After excluding beneficiaries who had a medical claim filed on their behalf for a diagnosis of urinary stone disease during the time window between two years and six weeks before surgery, those in the highest tercile of opioids prescribed still had 77% higher odds of new persistent opioid use compared to those in the lowest tercile (OR, 1.77; 95% CI, 1.42 to 2.22). When we excluded beneficiaries who had an emergency department visit or were hospitalized for a diagnosis of urinary stone disease during the first six months after their URS, those in the highest tercile of opioids prescribed still had 69% higher odds of new persistent opioid use compared to those in the lowest tercile (OR, 1.69; 95% CI 1.39 to 2.06).

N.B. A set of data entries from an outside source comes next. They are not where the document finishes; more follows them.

use std::path::Path;

use crate::errors::{unsupported_format, Result};

/// On-disk catalog encoding
#[derive(Debug, Clone, Copy, PartialEq, Eq)]
pub enum CatalogFormat {
    /// `<Commands><Items><Command name desc defaultArg/></Items></Commands>`
    Xml,
    Yaml,
    Json,
}

impl CatalogFormat {
    /// Detect format from file extension (case-insensitive)
    ///
    /// # Errors
    ///
    /// Returns `UnsupportedFormat` for a missing or unknown extension.
    pub fn from_path(path: &Path) -> Result<Self> {
        let ext = path
            .extension()
            .and_then(|e| e.to_str())
            .map(str::to_ascii_lowercase);
        match ext.as_deref() {
            Some("xml") => Ok(CatalogFormat::Xml),
            Some("yaml") | Some("yml") => Ok(CatalogFormat::Yaml),
            Some("json") => Ok(CatalogFormat::Json),
            _ => Err(unsupported_format(path)),
        }
    }
}

#[cfg(test)]
mod tests {
    use super::*;
    use devcon_core::ExErrorKind;

    #[test]
    fn test_detects_known_extensions() {
        assert_eq!(
            CatalogFormat::from_path(Path::new("Resources/Commands.xml")).unwrap(),
            CatalogFormat::Xml
        );
        assert_eq!(
            CatalogFormat::from_path(Path::new("cmds.YML")).unwrap(),
            CatalogFormat::Yaml
        );
        assert_eq!(
            CatalogFormat::from_path(Path::new("cmds.json")).unwrap(),
            CatalogFormat::Json
        );
    }

    #[test]
    fn test_rejects_unknown_extension() {
        for path in ["cmds.txt", "cmds"] {
            let err = CatalogFormat::from_path(Path::new(path)).unwrap_err();
            assert_eq!(err.kind(), ExErrorKind::UnsupportedFormat);
        }
    }
}
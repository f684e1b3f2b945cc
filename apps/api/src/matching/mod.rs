// Pure, in-memory logic over already-fetched records: skill matching,
// list filtering, dashboard counters, and response shaping.
// Nothing in here touches the database.

pub mod filters;
pub mod skills;
pub mod stats;
pub mod views;
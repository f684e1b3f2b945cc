use axum::Json;
use serde_json::{json, Value};

/// GET /health
/// Returns a simple status object with service version.
pub async fn health_handler() -> Json<Value> {
    Json(json!({
        "status": "ok",
        "version": env!("CARGO_PKG_VERSION"),
        "service": "jobsphere-api"
    }))
}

Finally, compared to beneficiaries without preoperative ureteral stenting, we found that those with a stent were prescribed higher amounts of OMEs at the time of URS (median, 315 versus 263, respectively; P<0.001 using the Wilcoxon rank-sum test). However, after controlling for preoperative ureteral stenting in our multivariable regression models, beneficiaries in the highest tercile of opioids prescribed still had higher odds of new persistent opioid use compared to those in the lowest tercile (OR, 1.69; 95% CI, 1.40 to 2.03).

DISCUSSION

Our study has two principal findings. First, we found that nearly one in 16 opioid-naïve beneficiaries undergoing outpatient URS for upper tract stone treatment develop new persistent opioid use. Moreover, they continued filling prescriptions with doses equivalent to nearly 1 tablet per day of 5-mg hydrocodone even 6 months after surgery—a daily rate which is higher than that of intermittent narcotic users. Second, we found that the amount of opioid prescribed at the time of URS was strongly associated with the development of new persistent opioid use. To provide context, nearly 6300 URS procedures are performed annually in Michigan.¹¹ Assuming 51.2% are opioid-naïve, we would expect 200 new persistent users after URS in that state alone each year. Given these findings, urologists should re-evaluate their post-URS opioid prescribing patterns.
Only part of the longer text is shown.